The great food logistics optimization part 1: Building the weekly menus

As we state in the blog’s description, one of the main goals of this blog is to free up your time resources for fun stuff by minimizing the time needed for taking care of mundane, boring chores. One of the most time-consuming chores is managing food logistics because typically people need to eat several times a day. We all know how painful it is to do grocery shopping when you’re hungry after a long day at work and how easily you also end up buying something unhealthy in your hazy state. Most times you also don’t have enough brain capacity left to think a few days ahead but rather you simply buy what you need for tonight and then tomorrow you’ll be facing the same dilemma again 🙂

The original inspiration for this blog post came from Graeme Simsion’s super funny novel ”The Rosie Project”. (If you enjoy the sense of humor in this blog, you’ll be laughing out loud while reading this book) The main character Don, an Asperger type professor, has a magnificent food logistics system: He eats every week exactly the same meals on each weekday. This method has several positive sides:

  • Planning the menu neves takes times because Don always knows the meal of the day for each weekday
  • Cooking is really fast and requires minimum cognitive capacity as Don already knows all the recipes really well
  • There is very little food wastage as all the ingredients are regularly used for these meals and Don knows very well the needed quantities

We had talked about it several times with Tommi that a similar system would make total sense but when it was still just the two of us, our everyday life was less regular. After our son joined our family, we were motivated to fix this thing as we now spend much more time at home in the evenings and as the new family member also dramatically decreases the available free time, so there’s a bigger need for optimization. Optimizing the food logistics includes several parts, which we’ll go through in separate blog posts. This is the first part.
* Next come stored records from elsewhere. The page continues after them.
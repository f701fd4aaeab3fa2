//! VP9 uncompressed header parsing
//!
//! Only the leading fields of `uncompressed_header()` are read: frame marker,
//! profile, `show_existing_frame`, frame type and, for key frames, the sync
//! code, bit depth and frame size.

use crate::codec::bitreader::RbspReader;
use crate::codec::frame::{FrameType, PictureType};
use crate::error::{Error, Result};

/// Key frame sync code
pub const SYNC_CODE: u32 = 0x498342;

const FRAME_MARKER: u32 = 2;
const CS_RGB: u32 = 7;

/// Leading fields of a VP9 frame header
#[derive(Debug, Clone, Copy, PartialEq, Eq, Default)]
pub struct FrameHeader {
    pub profile: u8,
    pub show_existing_frame: bool,
    pub key_frame: bool,
    pub show_frame: bool,
    pub error_resilient_mode: bool,
    /// Key frames only
    pub bit_depth: u8,
    pub width: u32,
    pub height: u32,
}

impl FrameHeader {
    pub fn parse(data: &[u8]) -> Result<Self> {
        let mut r = RbspReader::new(data);
        let mut header = FrameHeader::default();

        let marker = r.read_bits(2)?;
        if marker != FRAME_MARKER {
            return Err(Error::bitstream(format!(
                "Invalid VP9 frame marker: {} (expected 2)",
                marker
            )));
        }

        let profile_low = r.read_bits(1)?;
        let profile_high = r.read_bits(1)?;
        header.profile = ((profile_high << 1) | profile_low) as u8;
        if header.profile == 3 && r.read_bool()? {
            return Err(Error::bitstream("Invalid VP9 profile reserved bit"));
        }

        header.show_existing_frame = r.read_bool()?;
        if header.show_existing_frame {
            let _frame_to_show_map_idx = r.read_bits(3)?;
            return Ok(header);
        }

        header.key_frame = !r.read_bool()?;
        header.show_frame = r.read_bool()?;
        header.error_resilient_mode = r.read_bool()?;

        if header.key_frame {
            let sync = r.read_bits(24)?;
            if sync != SYNC_CODE {
                return Err(Error::bitstream(format!(
                    "Invalid VP9 sync code: 0x{:06X} (expected 0x{:06X})",
                    sync, SYNC_CODE
                )));
            }

            header.bit_depth = if header.profile >= 2 {
                if r.read_bool()? {
                    12
                } else {
                    10
                }
            } else {
                8
            };

            let color_space = r.read_bits(3)?;
            if color_space != CS_RGB {
                let _color_range = r.read_bool()?;
                if header.profile == 1 || header.profile == 3 {
                    r.skip_bits(3)?;
                }
            } else if header.profile == 1 || header.profile == 3 {
                r.skip_bits(1)?;
            } else {
                return Err(Error::bitstream("sRGB not allowed in profile 0 or 2"));
            }

            header.width = r.read_bits(16)? + 1;
            header.height = r.read_bits(16)? + 1;
        }

        Ok(header)
    }

    pub fn frame_type(&self) -> FrameType {
        if self.key_frame {
            FrameType::idr()
        } else {
            FrameType::new(PictureType::P, true)
        }
    }
}

/// Quick key frame check without full validation
pub fn is_key_frame(data: &[u8]) -> bool {
    FrameHeader::parse(data)
        .map(|h| h.key_frame)
        .unwrap_or(false)
}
The first phase consists of building the weekly menus. When we thought about it, we quite often cook the same meals anyway so why wouldn’t we do it consciously? We don’t really mind eating the same meals repeatedly on ordinary weekdays, as long as they taste good and are nutritious. On the weekends you can then have fun with new recipes or go eat at a restaurant. However we did feel that eating the same meals every week would be a bit too dull, but that we could manage with a 4-week circulation system 🙂

So in this first part we chose alltogether 20 tasty and easy recipes. When choosing the meals we made sure to have good variation between different types of foods. After this we divided them to 4 weeks that each week would include 1 salad, 1 soup, a few meals that are fried or cooked in the oven and that there is enough variation between meals that include chicken, fish, meat and vegetarian options. We collected all recipes to a Google Drive folder as separate word files. Word type of file makes it easier to improve the recipes once you’ve tested them. 🙂

So the first part is simply about choosing the recipes and dividing them to different weeks. So even if you don’t do cooking, you can use the same logic for food delivery services (in Finland we have e.g. Epic, Wolt ja Foodora). Most likely you anyway have your favorite restaurants and favorite meals that you usually order. By building fixed weekly menu plans, you don’t have to use cognitive capacity to plan meals. You can simply send out the daily order 🙂

You can find an example of the menu plan in this folder, in the excel you see the even division of the recipes between ingredients and types and in powerpoint an overview to be printed.